*** EXCERPTED RECORDS ***

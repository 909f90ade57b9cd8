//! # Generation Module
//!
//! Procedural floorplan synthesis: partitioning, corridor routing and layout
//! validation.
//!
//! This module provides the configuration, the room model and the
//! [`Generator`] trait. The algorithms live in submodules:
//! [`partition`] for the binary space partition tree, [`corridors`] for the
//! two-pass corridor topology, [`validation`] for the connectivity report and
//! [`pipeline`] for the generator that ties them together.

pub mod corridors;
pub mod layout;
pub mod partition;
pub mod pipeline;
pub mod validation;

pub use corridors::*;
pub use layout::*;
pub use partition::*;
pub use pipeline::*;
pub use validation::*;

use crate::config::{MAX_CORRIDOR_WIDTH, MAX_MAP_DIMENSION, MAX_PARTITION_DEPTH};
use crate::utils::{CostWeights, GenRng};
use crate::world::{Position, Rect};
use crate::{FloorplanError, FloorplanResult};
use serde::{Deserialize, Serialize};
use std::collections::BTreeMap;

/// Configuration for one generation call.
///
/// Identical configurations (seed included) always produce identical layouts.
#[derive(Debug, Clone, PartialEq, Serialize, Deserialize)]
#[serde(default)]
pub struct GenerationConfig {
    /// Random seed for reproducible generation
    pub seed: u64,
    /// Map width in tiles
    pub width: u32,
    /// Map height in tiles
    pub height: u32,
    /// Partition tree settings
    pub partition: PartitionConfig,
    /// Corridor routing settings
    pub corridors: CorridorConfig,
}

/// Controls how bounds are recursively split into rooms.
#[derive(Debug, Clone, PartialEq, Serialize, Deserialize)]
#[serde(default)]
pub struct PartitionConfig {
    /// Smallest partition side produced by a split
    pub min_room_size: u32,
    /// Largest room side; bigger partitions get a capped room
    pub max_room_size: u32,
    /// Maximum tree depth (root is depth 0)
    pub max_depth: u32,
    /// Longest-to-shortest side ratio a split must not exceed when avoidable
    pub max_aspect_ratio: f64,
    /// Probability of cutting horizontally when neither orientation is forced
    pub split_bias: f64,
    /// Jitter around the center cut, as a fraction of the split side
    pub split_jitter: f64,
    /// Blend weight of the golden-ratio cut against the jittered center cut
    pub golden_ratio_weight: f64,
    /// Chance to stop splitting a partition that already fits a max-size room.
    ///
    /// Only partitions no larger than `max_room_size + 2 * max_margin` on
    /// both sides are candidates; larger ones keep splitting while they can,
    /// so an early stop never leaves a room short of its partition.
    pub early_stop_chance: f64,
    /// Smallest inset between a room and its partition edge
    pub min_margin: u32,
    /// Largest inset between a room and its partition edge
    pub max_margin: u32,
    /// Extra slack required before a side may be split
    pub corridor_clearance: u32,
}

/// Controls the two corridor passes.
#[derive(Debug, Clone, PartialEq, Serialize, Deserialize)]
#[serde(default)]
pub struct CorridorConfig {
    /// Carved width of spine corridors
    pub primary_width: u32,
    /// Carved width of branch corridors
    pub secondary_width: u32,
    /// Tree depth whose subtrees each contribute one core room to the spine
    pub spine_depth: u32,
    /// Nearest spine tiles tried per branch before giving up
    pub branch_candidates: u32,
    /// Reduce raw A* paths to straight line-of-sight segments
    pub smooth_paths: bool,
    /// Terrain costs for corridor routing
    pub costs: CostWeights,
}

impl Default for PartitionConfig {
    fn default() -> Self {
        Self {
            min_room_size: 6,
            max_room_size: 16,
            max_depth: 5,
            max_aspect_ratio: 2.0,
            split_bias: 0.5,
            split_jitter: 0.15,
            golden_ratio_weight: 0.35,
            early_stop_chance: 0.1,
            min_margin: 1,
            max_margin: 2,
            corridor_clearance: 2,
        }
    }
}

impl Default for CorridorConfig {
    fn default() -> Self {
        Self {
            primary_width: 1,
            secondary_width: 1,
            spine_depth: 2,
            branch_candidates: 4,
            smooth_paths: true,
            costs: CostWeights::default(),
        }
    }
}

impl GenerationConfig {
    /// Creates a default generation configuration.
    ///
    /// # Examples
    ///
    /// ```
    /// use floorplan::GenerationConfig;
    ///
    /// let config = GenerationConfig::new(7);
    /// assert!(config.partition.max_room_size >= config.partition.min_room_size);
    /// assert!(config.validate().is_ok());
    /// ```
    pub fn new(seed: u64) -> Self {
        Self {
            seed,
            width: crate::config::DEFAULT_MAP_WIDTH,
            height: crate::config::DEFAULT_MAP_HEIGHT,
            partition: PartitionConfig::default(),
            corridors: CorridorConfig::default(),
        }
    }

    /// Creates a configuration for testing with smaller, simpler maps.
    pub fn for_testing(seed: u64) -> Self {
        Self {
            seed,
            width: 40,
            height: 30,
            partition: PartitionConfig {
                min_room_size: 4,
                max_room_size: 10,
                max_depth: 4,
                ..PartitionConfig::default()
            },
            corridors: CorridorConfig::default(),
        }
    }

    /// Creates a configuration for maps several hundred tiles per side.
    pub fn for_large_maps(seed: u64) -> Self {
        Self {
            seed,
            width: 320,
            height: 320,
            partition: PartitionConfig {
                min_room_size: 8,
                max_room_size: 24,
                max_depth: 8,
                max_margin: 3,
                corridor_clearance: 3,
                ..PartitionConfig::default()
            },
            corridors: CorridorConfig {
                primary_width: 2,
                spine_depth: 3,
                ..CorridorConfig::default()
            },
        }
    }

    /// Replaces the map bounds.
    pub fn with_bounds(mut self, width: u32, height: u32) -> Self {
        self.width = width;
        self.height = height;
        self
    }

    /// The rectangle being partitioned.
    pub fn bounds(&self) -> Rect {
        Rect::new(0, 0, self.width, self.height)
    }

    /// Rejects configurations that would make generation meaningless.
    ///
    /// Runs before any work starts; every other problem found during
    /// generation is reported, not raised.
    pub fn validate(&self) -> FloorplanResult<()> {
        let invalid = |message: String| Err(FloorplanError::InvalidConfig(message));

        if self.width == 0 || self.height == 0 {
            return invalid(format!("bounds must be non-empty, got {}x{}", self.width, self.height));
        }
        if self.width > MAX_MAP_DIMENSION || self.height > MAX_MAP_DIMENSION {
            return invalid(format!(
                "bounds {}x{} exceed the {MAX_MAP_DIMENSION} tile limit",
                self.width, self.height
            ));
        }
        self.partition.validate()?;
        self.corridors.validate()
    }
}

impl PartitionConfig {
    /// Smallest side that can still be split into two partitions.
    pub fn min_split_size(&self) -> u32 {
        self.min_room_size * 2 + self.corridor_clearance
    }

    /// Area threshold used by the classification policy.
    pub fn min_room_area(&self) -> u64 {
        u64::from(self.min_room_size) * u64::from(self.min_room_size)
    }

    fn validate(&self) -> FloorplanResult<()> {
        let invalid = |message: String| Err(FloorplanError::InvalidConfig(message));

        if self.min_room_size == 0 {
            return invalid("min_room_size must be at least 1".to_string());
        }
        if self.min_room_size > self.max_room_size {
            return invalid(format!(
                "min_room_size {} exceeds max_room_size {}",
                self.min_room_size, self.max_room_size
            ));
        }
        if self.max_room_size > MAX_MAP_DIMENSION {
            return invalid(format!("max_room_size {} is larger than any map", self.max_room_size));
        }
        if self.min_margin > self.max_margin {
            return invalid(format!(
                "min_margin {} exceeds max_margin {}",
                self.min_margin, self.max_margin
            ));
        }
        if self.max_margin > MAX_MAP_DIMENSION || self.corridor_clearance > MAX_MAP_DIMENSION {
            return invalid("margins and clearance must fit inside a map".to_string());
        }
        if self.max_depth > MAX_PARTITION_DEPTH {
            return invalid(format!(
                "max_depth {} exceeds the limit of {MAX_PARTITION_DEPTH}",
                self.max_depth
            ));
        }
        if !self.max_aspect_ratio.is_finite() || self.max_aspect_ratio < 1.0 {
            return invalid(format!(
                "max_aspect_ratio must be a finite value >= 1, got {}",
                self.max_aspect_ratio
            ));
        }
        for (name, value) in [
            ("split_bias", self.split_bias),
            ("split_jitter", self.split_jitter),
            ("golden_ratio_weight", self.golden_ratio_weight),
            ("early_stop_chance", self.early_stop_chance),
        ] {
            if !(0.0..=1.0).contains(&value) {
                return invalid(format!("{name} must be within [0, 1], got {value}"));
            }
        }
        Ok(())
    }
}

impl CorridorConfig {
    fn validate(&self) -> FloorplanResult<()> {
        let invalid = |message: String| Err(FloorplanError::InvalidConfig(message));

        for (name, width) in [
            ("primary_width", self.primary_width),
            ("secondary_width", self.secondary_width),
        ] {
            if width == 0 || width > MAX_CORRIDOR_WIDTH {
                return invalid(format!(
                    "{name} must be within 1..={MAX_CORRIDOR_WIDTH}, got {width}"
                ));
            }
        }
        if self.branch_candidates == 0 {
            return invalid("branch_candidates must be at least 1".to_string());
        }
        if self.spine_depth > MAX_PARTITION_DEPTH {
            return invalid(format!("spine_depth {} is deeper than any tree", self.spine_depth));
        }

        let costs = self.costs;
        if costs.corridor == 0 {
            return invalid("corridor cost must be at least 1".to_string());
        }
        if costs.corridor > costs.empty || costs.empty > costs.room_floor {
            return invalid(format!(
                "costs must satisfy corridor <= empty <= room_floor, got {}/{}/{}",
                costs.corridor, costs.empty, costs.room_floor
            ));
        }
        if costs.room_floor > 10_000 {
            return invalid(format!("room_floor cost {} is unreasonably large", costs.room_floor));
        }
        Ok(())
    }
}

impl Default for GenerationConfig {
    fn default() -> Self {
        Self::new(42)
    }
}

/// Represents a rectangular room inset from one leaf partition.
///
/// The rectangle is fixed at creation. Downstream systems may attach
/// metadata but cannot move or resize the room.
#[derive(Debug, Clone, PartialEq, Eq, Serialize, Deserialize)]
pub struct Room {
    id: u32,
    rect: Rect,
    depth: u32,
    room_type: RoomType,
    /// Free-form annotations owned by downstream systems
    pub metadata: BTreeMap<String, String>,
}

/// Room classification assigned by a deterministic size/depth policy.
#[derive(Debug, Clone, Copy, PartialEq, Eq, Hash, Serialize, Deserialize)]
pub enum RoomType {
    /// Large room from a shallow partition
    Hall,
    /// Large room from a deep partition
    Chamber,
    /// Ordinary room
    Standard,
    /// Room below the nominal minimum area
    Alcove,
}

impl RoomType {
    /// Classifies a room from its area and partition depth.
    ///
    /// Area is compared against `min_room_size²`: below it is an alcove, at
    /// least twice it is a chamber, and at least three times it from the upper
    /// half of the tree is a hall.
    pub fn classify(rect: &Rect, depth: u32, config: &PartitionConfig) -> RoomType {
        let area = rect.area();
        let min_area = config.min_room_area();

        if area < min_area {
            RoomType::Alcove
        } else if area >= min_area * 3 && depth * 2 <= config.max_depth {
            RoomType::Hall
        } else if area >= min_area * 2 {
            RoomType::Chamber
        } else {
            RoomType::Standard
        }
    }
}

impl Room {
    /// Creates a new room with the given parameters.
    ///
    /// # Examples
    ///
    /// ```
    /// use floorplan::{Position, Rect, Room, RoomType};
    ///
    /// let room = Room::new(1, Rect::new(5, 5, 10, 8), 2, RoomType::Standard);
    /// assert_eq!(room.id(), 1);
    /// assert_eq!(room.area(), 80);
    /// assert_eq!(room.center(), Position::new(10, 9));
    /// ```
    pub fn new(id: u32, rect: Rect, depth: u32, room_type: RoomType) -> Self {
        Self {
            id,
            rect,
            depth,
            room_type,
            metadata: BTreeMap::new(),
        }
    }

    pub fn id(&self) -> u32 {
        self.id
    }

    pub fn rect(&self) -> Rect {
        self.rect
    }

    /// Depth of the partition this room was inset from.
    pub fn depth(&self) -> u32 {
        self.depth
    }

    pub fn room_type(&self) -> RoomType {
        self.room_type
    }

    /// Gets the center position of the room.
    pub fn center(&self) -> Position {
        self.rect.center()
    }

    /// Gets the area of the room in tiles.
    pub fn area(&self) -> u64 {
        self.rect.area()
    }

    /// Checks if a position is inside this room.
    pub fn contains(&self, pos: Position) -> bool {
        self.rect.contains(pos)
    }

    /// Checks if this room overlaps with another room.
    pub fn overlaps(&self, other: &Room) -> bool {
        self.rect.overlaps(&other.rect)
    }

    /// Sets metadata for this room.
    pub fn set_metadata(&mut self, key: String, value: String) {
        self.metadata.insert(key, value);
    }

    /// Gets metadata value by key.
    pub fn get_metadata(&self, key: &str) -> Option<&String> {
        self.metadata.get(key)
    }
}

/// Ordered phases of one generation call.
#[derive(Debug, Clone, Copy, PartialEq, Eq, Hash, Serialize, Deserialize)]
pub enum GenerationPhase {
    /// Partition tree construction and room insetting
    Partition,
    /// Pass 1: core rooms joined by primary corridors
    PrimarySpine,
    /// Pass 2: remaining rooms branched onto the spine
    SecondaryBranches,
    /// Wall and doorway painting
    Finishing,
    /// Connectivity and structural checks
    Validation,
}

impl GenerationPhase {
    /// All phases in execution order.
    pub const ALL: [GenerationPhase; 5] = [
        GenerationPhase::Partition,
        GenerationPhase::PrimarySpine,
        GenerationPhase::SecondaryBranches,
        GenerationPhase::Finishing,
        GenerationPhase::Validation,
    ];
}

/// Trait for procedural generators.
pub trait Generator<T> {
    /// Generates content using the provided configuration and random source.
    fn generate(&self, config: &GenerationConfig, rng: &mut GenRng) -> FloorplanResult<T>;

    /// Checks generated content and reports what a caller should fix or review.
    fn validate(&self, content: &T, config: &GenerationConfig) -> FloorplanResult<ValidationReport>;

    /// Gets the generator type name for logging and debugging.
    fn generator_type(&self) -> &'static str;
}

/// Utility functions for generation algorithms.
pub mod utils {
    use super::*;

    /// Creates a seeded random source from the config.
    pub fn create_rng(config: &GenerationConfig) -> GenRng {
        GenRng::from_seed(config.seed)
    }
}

*** End of EXCERPTED RECORDS ***

[ABOUT THIS EXERCISE]: Reproduce exactly, please, only the lines from the start of the data above to the line that contains "height in tiles", with both ends kept.

[ANSWER FOR THIS EXERCISE]:
repository 909f90ade57b9cd8
//! # Generation Module
//!
//! Procedural floorplan synthesis: partitioning, corridor routing and layout
//! validation.
//!
//! This module provides the configuration, the room model and the
//! [`Generator`] trait. The algorithms live in submodules:
//! [`partition`] for the binary space partition tree, [`corridors`] for the
//! two-pass corridor topology, [`validation`] for the connectivity report and
//! [`pipeline`] for the generator that ties them together.

pub mod corridors;
pub mod layout;
pub mod partition;
pub mod pipeline;
pub mod validation;

pub use corridors::*;
pub use layout::*;
pub use partition::*;
pub use pipeline::*;
pub use validation::*;

use crate::config::{MAX_CORRIDOR_WIDTH, MAX_MAP_DIMENSION, MAX_PARTITION_DEPTH};
use crate::utils::{CostWeights, GenRng};
use crate::world::{Position, Rect};
use crate::{FloorplanError, FloorplanResult};
use serde::{Deserialize, Serialize};
use std::collections::BTreeMap;

/// Configuration for one generation call.
///
/// Identical configurations (seed included) always produce identical layouts.
#[derive(Debug, Clone, PartialEq, Serialize, Deserialize)]
#[serde(default)]
pub struct GenerationConfig {
    /// Random seed for reproducible generation
    pub seed: u64,
    /// Map width in tiles
    pub width: u32,
    /// Map height in tiles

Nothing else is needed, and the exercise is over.